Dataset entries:
►

use clap::Parser;
use env_logger::Env;
use guess_tree::data::loader::CsvLoader;
use guess_tree::game::console::ConsoleGame;
use guess_tree::game::params::AnswerTokens;
use guess_tree::trees::builder::build_tree;
use std::error::Error;
use std::io;
use std::path::PathBuf;

#[derive(Parser)]
#[command(name = "guess")]
#[command(about = "Think of an entity from the dataset and let the decision tree guess it")]
#[command(version)]
struct Cli {
    /// CSV file with one entity per row
    #[arg(default_value = "datasets/countries.csv")]
    dataset: PathBuf,

    /// The file has no header row
    #[arg(long)]
    no_header: bool,

    /// Field delimiter
    #[arg(long, default_value_t = ',')]
    delimiter: char,

    /// Feature columns to ask about, by header name (default: all but the label)
    #[arg(long, value_delimiter = ',')]
    features: Option<Vec<String>>,

    /// Column holding the entity names (default: the last one)
    #[arg(long)]
    label: Option<String>,

    /// Use the Polish answers 'tak', 'nie' and 'nie wiem'
    #[arg(long)]
    polish: bool,

    /// Affirmative answer
    #[arg(long)]
    yes: Option<String>,

    /// Negative answer
    #[arg(long)]
    no: Option<String>,

    /// "Don't know" answer
    #[arg(long)]
    unknown: Option<String>,

    /// Print the tree before playing
    #[arg(long)]
    print_tree: bool,

    /// Play a single round
    #[arg(long)]
    once: bool,
}

impl Cli {
    fn loader(&self) -> Result<CsvLoader, Box<dyn Error>> {
        let mut loader = CsvLoader::new();
        loader.set_has_headers(!self.no_header);
        let delimiter = u8::try_from(self.delimiter)
            .map_err(|_| format!("Delimiter {:?} is not a single byte.", self.delimiter))?;
        loader.set_delimiter(delimiter);
        if let Some(features) = &self.features {
            loader.set_feature_columns(features.clone())?;
        }
        if let Some(label) = &self.label {
            loader.set_label_column(label.clone());
        }
        Ok(loader)
    }

    fn tokens(&self) -> Result<AnswerTokens, Box<dyn Error>> {
        let mut tokens = if self.polish {
            AnswerTokens::polish()
        } else {
            AnswerTokens::new()
        };
        if let Some(yes) = &self.yes {
            tokens.set_yes(yes)?;
        }
        if let Some(no) = &self.no {
            tokens.set_no(no)?;
        }
        if let Some(unknown) = &self.unknown {
            tokens.set_unknown(unknown)?;
        }
        Ok(tokens)
    }
}

fn main() -> Result<(), Box<dyn Error>> {
    env_logger::Builder::from_env(Env::default().default_filter_or("warn")).init();
    let cli = Cli::parse();

    let dataset = cli.loader()?.load_path(&cli.dataset)?;
    let root = build_tree(&dataset)?;
    if cli.print_tree {
        print!("{}", root.render(dataset.feature_names()));
    }

    let tokens = cli.tokens()?;
    println!(
        "Think of one of {} entities and answer {}.",
        dataset.nrows(),
        tokens.hint()
    );

    let stdin = io::stdin();
    let mut game = ConsoleGame::new(
        stdin.lock(),
        io::stdout(),
        tokens,
        dataset.feature_names().to_vec(),
    );
    if cli.once {
        game.play_round(&root)?;
    } else {
        game.run(&root)?;
    }
    Ok(())
}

◄

- [WHAT THIS TASK INVOLVES]: Exactly as written, give the records again.

- [RESPONSE TO THIS TASK]:
use clap::Parser;
use env_logger::Env;
use guess_tree::data::loader::CsvLoader;
use guess_tree::game::console::ConsoleGame;
use guess_tree::game::params::AnswerTokens;
use guess_tree::trees::builder::build_tree;
use std::error::Error;
use std::io;
use std::path::PathBuf;

#[derive(Parser)]
#[command(name = "guess")]
#[command(about = "Think of an entity from the dataset and let the decision tree guess it")]
#[command(version)]
struct Cli {
    /// CSV file with one entity per row
    #[arg(default_value = "datasets/countries.csv")]
    dataset: PathBuf,

    /// The file has no header row
    #[arg(long)]
    no_header: bool,

    /// Field delimiter
    #[arg(long, default_value_t = ',')]
    delimiter: char,

    /// Feature columns to ask about, by header name (default: all but the label)
    #[arg(long, value_delimiter = ',')]
    features: Option<Vec<String>>,

    /// Column holding the entity names (default: the last one)
    #[arg(long)]
    label: Option<String>,

    /// Use the Polish answers 'tak', 'nie' and 'nie wiem'
    #[arg(long)]
    polish: bool,

    /// Affirmative answer
    #[arg(long)]
    yes: Option<String>,

    /// Negative answer
    #[arg(long)]
    no: Option<String>,

    /// "Don't know" answer
    #[arg(long)]
    unknown: Option<String>,

    /// Print the tree before playing
    #[arg(long)]
    print_tree: bool,

    /// Play a single round
    #[arg(long)]
    once: bool,
}

impl Cli {
    fn loader(&self) -> Result<CsvLoader, Box<dyn Error>> {
        let mut loader = CsvLoader::new();
        loader.set_has_headers(!self.no_header);
        let delimiter = u8::try_from(self.delimiter)
            .map_err(|_| format!("Delimiter {:?} is not a single byte.", self.delimiter))?;
        loader.set_delimiter(delimiter);
        if let Some(features) = &self.features {
            loader.set_feature_columns(features.clone())?;
        }
        if let Some(label) = &self.label {
            loader.set_label_column(label.clone());
        }
        Ok(loader)
    }

    fn tokens(&self) -> Result<AnswerTokens, Box<dyn Error>> {
        let mut tokens = if self.polish {
            AnswerTokens::polish()
        } else {
            AnswerTokens::new()
        };
        if let Some(yes) = &self.yes {
            tokens.set_yes(yes)?;
        }
        if let Some(no) = &self.no {
            tokens.set_no(no)?;
        }
        if let Some(unknown) = &self.unknown {
            tokens.set_unknown(unknown)?;
        }
        Ok(tokens)
    }
}

fn main() -> Result<(), Box<dyn Error>> {
    env_logger::Builder::from_env(Env::default().default_filter_or("warn")).init();
    let cli = Cli::parse();

    let dataset = cli.loader()?.load_path(&cli.dataset)?;
    let root = build_tree(&dataset)?;
    if cli.print_tree {
        print!("{}", root.render(dataset.feature_names()));
    }

    let tokens = cli.tokens()?;
    println!(
        "Think of one of {} entities and answer {}.",
        dataset.nrows(),
        tokens.hint()
    );

    let stdin = io::stdin();
    let mut game = ConsoleGame::new(
        stdin.lock(),
        io::stdout(),
        tokens,
        dataset.feature_names().to_vec(),
    );
    if cli.once {
        game.play_round(&root)?;
    } else {
        game.run(&root)?;
    }
    Ok(())
}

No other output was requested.